Meldingsplicht: Tuberculose valt onder de B1-groep, dus meldingsplicht geldt. Gedwongen opname en isolatie. Gedwongen onderzoek. Verbod op beroepsuitoefening.
- Staafvormig, aeroob.
- Zwak gram-positief. Hebben nl. wel peptidoglycaan, maar kenmerken zich door een “waxy surface”.
- Zuurvaste bacteriën (“acid-fast”) worden aangekleurd met de Ziel-Neelsen-kleuring (middel met 95% alcohol, 5% zoutzuur en methyleenblauw)
- Omdat de mycobacteriële celwand mycolzuur (en vetzuur) bevat, kunnen zij de kleurstof vasthouden, terwijl meeste andere bacteriën juist ontkleurd worden door alcohol.
- Groeien erg traag (één vermenigvuldiging per dag).
Er wordt onderscheid gemaakt tussen twee pathofysiologische types: primaire en secundaire tb.
Primair complex tuberculose
- Primaire Tb is het klinisch beeld dat ontstaat bij een niet eerder ge-exposeerd individu.
- Klinisch significante ziekte ontwikkelt zich bij 5% van de Tb nieuw-geïnfecteerde individuen.
- Bij de meeste gevallen (95%) wordt de bacterie gecontroleerd door het immuunsysteem, maar bij sommigen ontwikkelt zich progressieve primaire tuberculose; lijkt op bacteriële pneumonie.
- Kan overal in de long gedistribueerd zijn.
- Meestal geen
Secundaire tuberculose
- Secundaire Tb is het klinisch beeld dat ontstaat bij een eerder gesensitiseerd individu.
- Kan volgen kort na primaire tuberculose.

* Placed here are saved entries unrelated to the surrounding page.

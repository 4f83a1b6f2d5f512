/// Fixed conversion factors and formula coefficients.
///
/// Every value here is process-wide and immutable; nothing in the crate
/// reads units or coefficients from configuration.

// -- Unit conversions --

/// Meters in one kilometer.
pub const M_IN_KM: f64 = 1000.0;

/// Multiply km/h by this to get m/s.
pub const KMH_TO_MS: f64 = 1000.0 / 3600.0;

/// Minutes in one hour.
pub const MIN_IN_H: f64 = 60.0;

/// Centimeters in one meter.
pub const CM_IN_M: f64 = 100.0;

// -- Step lengths [m] --

/// Distance covered by one step on land (running, sports walking).
pub const LAND_STEP_M: f64 = 0.65;

/// Distance covered by one swimming stroke.
pub const SWIM_STROKE_M: f64 = 1.38;

// -- Running --

pub const RUN_SPEED_MULTIPLIER: f64 = 18.0;
pub const RUN_SPEED_SHIFT: f64 = 1.79;

// -- Sports walking --

/// Weight coefficient of the base metabolic term.
pub const WALK_WEIGHT_MULTIPLIER: f64 = 0.035;
/// Coefficient of the speed²/height term.
pub const WALK_SPEED_HEIGHT_MULTIPLIER: f64 = 0.029;

// -- Swimming --

pub const SWIM_SPEED_SHIFT: f64 = 1.1;
pub const SWIM_WEIGHT_MULTIPLIER: f64 = 2.0;
pub mod usage_csv_file;

pub use usage_csv_file::UsageCsvFileSource;
use axum::{
    http::StatusCode,
    response::{IntoResponse, Response},
    Json,
};
use starlink_client::db::StoreError;

use crate::transform::ValidationError;

#[derive(thiserror::Error, Debug)]
pub enum ApiError {
    #[error("unauthorized")]
    Unauthorized,
    #[error("{0}")]
    BadRequest(String),
    #[error("{0}")]
    NotFound(String),
    #[error("request body too large")]
    PayloadTooLarge,
    #[error("{0}")]
    Conflict(String),
    #[error("internal error")]
    Internal(#[source] anyhow::Error),
}

impl ApiError {
    fn status(&self) -> StatusCode {
        match self {
            ApiError::Unauthorized => StatusCode::UNAUTHORIZED,
            ApiError::BadRequest(_) => StatusCode::BAD_REQUEST,
            ApiError::NotFound(_) => StatusCode::NOT_FOUND,
            ApiError::PayloadTooLarge => StatusCode::PAYLOAD_TOO_LARGE,
            ApiError::Conflict(_) => StatusCode::CONFLICT,
            ApiError::Internal(_) => StatusCode::INTERNAL_SERVER_ERROR,
        }
    }
}

impl IntoResponse for ApiError {
    fn into_response(self) -> Response {
        if let ApiError::Internal(e) = &self {
            tracing::error!(error = %e, "request failed");
        }
        let body = Json(serde_json::json!({ "error": self.to_string() }));
        (self.status(), body).into_response()
    }
}

impl From<StoreError> for ApiError {
    fn from(e: StoreError) -> Self {
        match e {
            StoreError::NotFound(_) => ApiError::NotFound(e.to_string()),
            StoreError::Conflict => ApiError::Conflict(e.to_string()),
            StoreError::Database(_) => {
                metrics::counter!("api_store_errors_total").increment(1);
                ApiError::Internal(e.into())
            }
        }
    }
}

impl From<ValidationError> for ApiError {
    fn from(e: ValidationError) -> Self {
        ApiError::BadRequest(e.to_string())
    }
}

Maar meestal volgt het vele jaren na de eerste infectie, meestal bij een gecompromitteerd immuunsysteem.
- Betreft dus meestal een her-activatie van latentie infectie. Maar kan ook her-infectie zijn.

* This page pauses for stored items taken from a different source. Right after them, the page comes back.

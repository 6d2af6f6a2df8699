use std::{collections::BTreeMap, path::Path};

use anyhow::Context;
use starlink_client::{
    db::StoreError,
    domain::{RawUsageRow, UsageDraft, UsageFilter, UsageRecord},
};
use time::{Date, OffsetDateTime};
use tokio::sync::RwLock;

use super::{decode_rows, UsageStore};

#[derive(Default)]
struct State {
    next_id: i32,
    records: BTreeMap<i32, UsageRecord>,
}

impl State {
    fn id_for(&self, date: Date, unit: &str) -> Option<i32> {
        self.records
            .values()
            .find(|r| r.date == date && r.unit == unit)
            .map(|r| r.id)
    }

    fn allocate_id(&mut self) -> i32 {
        self.next_id += 1;
        self.next_id
    }
}

/// Usage store held in process memory, with the same uniqueness rule on
/// `(date, unit)` as the database table.
#[derive(Default)]
pub struct MemoryUsageStore {
    state: RwLock<State>,
}

impl MemoryUsageStore {
    pub fn from_records(records: Vec<UsageRecord>) -> Self {
        let next_id = records.iter().map(|r| r.id).max().unwrap_or(0);
        let records = records.into_iter().map(|r| (r.id, r)).collect();
        Self {
            state: RwLock::new(State { next_id, records }),
        }
    }

    /// Load a JSON array of rows as exported by the hosted backend.
    pub fn from_json_file(path: impl AsRef<Path>) -> anyhow::Result<Self> {
        let path = path.as_ref();
        let contents = std::fs::read_to_string(path)
            .with_context(|| format!("failed to read fixture '{}'", path.display()))?;
        let rows: Vec<RawUsageRow> = serde_json::from_str(&contents)
            .with_context(|| format!("invalid fixture '{}'", path.display()))?;

        let total = rows.len();
        let records = decode_rows(rows);
        tracing::info!(
            loaded = records.len(),
            skipped = total - records.len(),
            "loaded usage fixture"
        );
        Ok(Self::from_records(records))
    }
}

#[async_trait::async_trait]
impl UsageStore for MemoryUsageStore {
    async fn list(&self, filter: &UsageFilter) -> Result<Vec<UsageRecord>, StoreError> {
        let state = self.state.read().await;
        let mut rows: Vec<UsageRecord> = state
            .records
            .values()
            .filter(|r| filter.matches(r))
            .cloned()
            .collect();
        rows.sort_by(|a, b| a.date.cmp(&b.date).then_with(|| a.unit.cmp(&b.unit)));
        Ok(rows)
    }

    async fn get(&self, id: i32) -> Result<UsageRecord, StoreError> {
        let state = self.state.read().await;
        state.records.get(&id).cloned().ok_or(StoreError::NotFound(id))
    }

    async fn create(&self, draft: UsageDraft) -> Result<UsageRecord, StoreError> {
        let mut state = self.state.write().await;
        if state.id_for(draft.date, &draft.unit).is_some() {
            return Err(StoreError::Conflict);
        }

        let now = OffsetDateTime::now_utc();
        let record = UsageRecord {
            id: state.allocate_id(),
            date: draft.date,
            unit: draft.unit,
            amount: draft.amount,
            created_at: now,
            updated_at: now,
        };
        state.records.insert(record.id, record.clone());
        Ok(record)
    }

    async fn update(&self, id: i32, draft: UsageDraft) -> Result<UsageRecord, StoreError> {
        let mut state = self.state.write().await;
        if !state.records.contains_key(&id) {
            return Err(StoreError::NotFound(id));
        }
        if matches!(state.id_for(draft.date, &draft.unit), Some(other) if other != id) {
            return Err(StoreError::Conflict);
        }

        let record = state.records.get_mut(&id).ok_or(StoreError::NotFound(id))?;
        record.date = draft.date;
        record.unit = draft.unit;
        record.amount = draft.amount;
        record.updated_at = OffsetDateTime::now_utc();
        Ok(record.clone())
    }

    async fn delete(&self, id: i32) -> Result<(), StoreError> {
        let mut state = self.state.write().await;
        state.records.remove(&id).map(|_| ()).ok_or(StoreError::NotFound(id))
    }

    async fn upsert_batch(&self, drafts: &[UsageDraft]) -> Result<u64, StoreError> {
        let mut state = self.state.write().await;
        let now = OffsetDateTime::now_utc();

        for draft in drafts {
            match state.id_for(draft.date, &draft.unit) {
                Some(id) => {
                    if let Some(existing) = state.records.get_mut(&id) {
                        existing.amount = draft.amount;
                        existing.updated_at = now;
                    }
                }
                None => {
                    let id = state.allocate_id();
                    state.records.insert(
                        id,
                        UsageRecord {
                            id,
                            date: draft.date,
                            unit: draft.unit.clone(),
                            amount: draft.amount,
                            created_at: now,
                            updated_at: now,
                        },
                    );
                }
            }
        }

        Ok(drafts.len() as u64)
    }
}

#[cfg(test)]
mod tests {
    use super::*;
    use rust_decimal_macros::dec;
    use starlink_client::domain::DateRange;
    use std::io::Write;
    use time::macros::date;

    fn draft(date: Date, unit: &str, amount: rust_decimal::Decimal) -> UsageDraft {
        UsageDraft {
            date,
            unit: unit.to_string(),
            amount,
        }
    }

    #[tokio::test]
    async fn create_assigns_ids_and_rejects_duplicates() {
        let store = MemoryUsageStore::default();
        let a = store.create(draft(date!(2024 - 01 - 01), "A", dec!(1))).await.unwrap();
        let b = store.create(draft(date!(2024 - 01 - 01), "B", dec!(2))).await.unwrap();
        assert_eq!((a.id, b.id), (1, 2));

        let dup = store.create(draft(date!(2024 - 01 - 01), "A", dec!(9))).await;
        assert!(matches!(dup, Err(StoreError::Conflict)));
    }

    #[tokio::test]
    async fn list_applies_inclusive_range_and_unit() {
        let store = MemoryUsageStore::default();
        for (d, unit) in [
            (date!(2024 - 01 - 03), "B"),
            (date!(2024 - 01 - 01), "A"),
            (date!(2024 - 01 - 03), "A"),
            (date!(2024 - 01 - 05), "A"),
        ] {
            store.create(draft(d, unit, dec!(1))).await.unwrap();
        }

        let all = store.list(&UsageFilter::default()).await.unwrap();
        let order: Vec<(Date, &str)> = all.iter().map(|r| (r.date, r.unit.as_str())).collect();
        assert_eq!(
            order,
            vec![
                (date!(2024 - 01 - 01), "A"),
                (date!(2024 - 01 - 03), "A"),
                (date!(2024 - 01 - 03), "B"),
                (date!(2024 - 01 - 05), "A"),
            ]
        );

        let filter = UsageFilter {
            range: DateRange::new(Some(date!(2024 - 01 - 03)), Some(date!(2024 - 01 - 05))),
            unit: Some("A".to_string()),
        };
        let some = store.list(&filter).await.unwrap();
        assert_eq!(some.len(), 2);
        assert!(some.iter().all(|r| r.unit == "A"));
    }

    #[tokio::test]
    async fn update_checks_existence_and_uniqueness() {
        let store = MemoryUsageStore::default();
        let a = store.create(draft(date!(2024 - 01 - 01), "A", dec!(1))).await.unwrap();
        store.create(draft(date!(2024 - 01 - 02), "A", dec!(1))).await.unwrap();

        let updated = store
            .update(a.id, draft(date!(2024 - 01 - 01), "A", dec!(3.75)))
            .await
            .unwrap();
        assert_eq!(updated.amount, dec!(3.75));
        assert!(updated.updated_at >= a.updated_at);

        let clash = store.update(a.id, draft(date!(2024 - 01 - 02), "A", dec!(1))).await;
        assert!(matches!(clash, Err(StoreError::Conflict)));

        let missing = store.update(99, draft(date!(2024 - 01 - 09), "A", dec!(1))).await;
        assert!(matches!(missing, Err(StoreError::NotFound(99))));
    }

    #[tokio::test]
    async fn delete_removes_once() {
        let store = MemoryUsageStore::default();
        let a = store.create(draft(date!(2024 - 01 - 01), "A", dec!(1))).await.unwrap();
        store.delete(a.id).await.unwrap();
        assert!(matches!(store.get(a.id).await, Err(StoreError::NotFound(_))));
        assert!(matches!(store.delete(a.id).await, Err(StoreError::NotFound(_))));
    }

    #[tokio::test]
    async fn upsert_replaces_amount_for_existing_pairs() {
        let store = MemoryUsageStore::default();
        let a = store.create(draft(date!(2024 - 01 - 01), "A", dec!(1))).await.unwrap();

        let written = store
            .upsert_batch(&[
                draft(date!(2024 - 01 - 01), "A", dec!(8.50)),
                draft(date!(2024 - 01 - 02), "A", dec!(2)),
            ])
            .await
            .unwrap();
        assert_eq!(written, 2);

        assert_eq!(store.get(a.id).await.unwrap().amount, dec!(8.50));
        assert_eq!(store.list(&UsageFilter::default()).await.unwrap().len(), 2);
    }

    #[tokio::test]
    async fn fixture_file_loads_and_skips_bad_rows() {
        let mut file = tempfile::NamedTempFile::new().unwrap();
        write!(
            file,
            r#"[
                {{"id": 4, "date": "2024-01-01", "unit": "A", "amount": "10.00"}},
                {{"id": 5, "date": "2024-99-01", "unit": "A", "amount": 3}},
                {{"id": 9, "date": "2024-01-02", "unit": "B", "amount": 2.5}}
            ]"#
        )
        .unwrap();

        let store = MemoryUsageStore::from_json_file(file.path()).unwrap();
        let rows = store.list(&UsageFilter::default()).await.unwrap();
        assert_eq!(rows.iter().map(|r| r.id).collect::<Vec<_>>(), vec![4, 9]);

        let next = store.create(draft(date!(2024 - 01 - 03), "A", dec!(1))).await.unwrap();
        assert_eq!(next.id, 10);
    }
}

- Betreft klassiek de apex van de bovenste long lobben, uni- of bilateraal.
- Meestal wel cavitaties, g.v. necrose.
Symptomen: malaise, sputum (bloederig en purulent), koorts, gewichtsverlies, anorexie.

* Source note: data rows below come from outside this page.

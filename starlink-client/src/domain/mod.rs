pub mod usage;

pub use usage::{
    iso_date, parse_calendar_date, DateRange, DecodeError, InvalidYearMonth, RawUsageRow,
    UsageDraft, UsageFilter, UsageRecord, YearMonth,
};
//! Streaming import of usage rows: source -> transforms -> sink.

use std::{pin::Pin, sync::Arc};

use futures::{Stream, StreamExt};

#[derive(Debug, Clone)]
pub struct Envelope<T> {
    pub payload: T,
    /// 1-based position of the row in its input, header excluded.
    pub line: u64,
}

#[derive(thiserror::Error, Debug)]
pub enum PipelineError {
    #[error("source error: {0}")]
    Source(String),
    /// A single row failed; the rest of the input is still processed.
    #[error("row {line} rejected: {reason}")]
    Rejected { line: u64, reason: String },
    #[error("sink error: {0}")]
    Sink(String),
}

/// Outcome of one import run.
#[derive(Debug, Clone, Copy, Default, PartialEq, Eq)]
pub struct ImportReport {
    pub read: u64,
    pub written: u64,
    pub rejected: u64,
}

pub type RowStream<T> = Pin<Box<dyn Stream<Item = Result<Envelope<T>, PipelineError>> + Send>>;

#[async_trait::async_trait]
pub trait Source<T>: Send + Sync {
    async fn stream(&self) -> RowStream<T>;
}

#[async_trait::async_trait]
pub trait Transform<I, O>: Send + Sync {
    async fn apply(&self, input: Envelope<I>) -> Result<Envelope<O>, PipelineError>;
}

#[async_trait::async_trait]
pub trait Sink<T>: Send + Sync {
    async fn run(&self, input: RowStream<T>) -> Result<ImportReport, PipelineError>;
}

pub struct Pipeline<S, T, K> {
    pub source: S,
    pub transforms: Vec<Arc<dyn Transform<T, T>>>,
    pub sink: K,
}

impl<T, S, K> Pipeline<S, T, K>
where
    T: Send + 'static,
    S: Source<T> + 'static,
    K: Sink<T> + 'static,
{
    pub async fn run(self) -> Result<ImportReport, PipelineError> {
        let mut stream = self.source.stream().await;

        for t in self.transforms {
            stream = Box::pin(stream.then(move |item| {
                let t = t.clone();
                async move {
                    match item {
                        Ok(env) => t.apply(env).await,
                        Err(e) => Err(e),
                    }
                }
            }));
        }

        self.sink.run(stream).await
    }
}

De antibiotische behandeling bestaat uit gebruik van tuberculostatica via 2 fasen:
Fase 1:
- 2 maanden lang, isoniazide (INH), rifampicine, pirasinamide, ethambutol
- 2 maanden lang 4 antibiotica (2*4 = 8)
Fase 2:
- 4 maanden lang, isoniazide (INH), rifampicine, of andere combinaties
- 4 maanden lang 2 antibiotica (4*2 = 8)
- Rifampicine is belangrijk erbij, deze wordt namelijk 6 maanden lang gegeven. Rifampicin blokkeert DNA-afhankelijke RNA-polymerase van bacterie.
De behandeling is lang omdat mycobacterium tb erg traag groeit. Lange behandeling is nodig om resistentievorming tegen te gaan.
Resistente vormen:
- Multiresistente M. tb: MDR TB. Resistent tegen zowel isoniazide als rifampin.
- Extensively drug-resistent: XDR TB. Potentieel onbehandelbaar.
Ondersteuning door sociaal verpleegkundige en psycholoog. Erg belangrijk, omdat mensen 6 maanden lang een grote cocktail van medicatie moeten nemen, terwijl ze nergens last van hebben.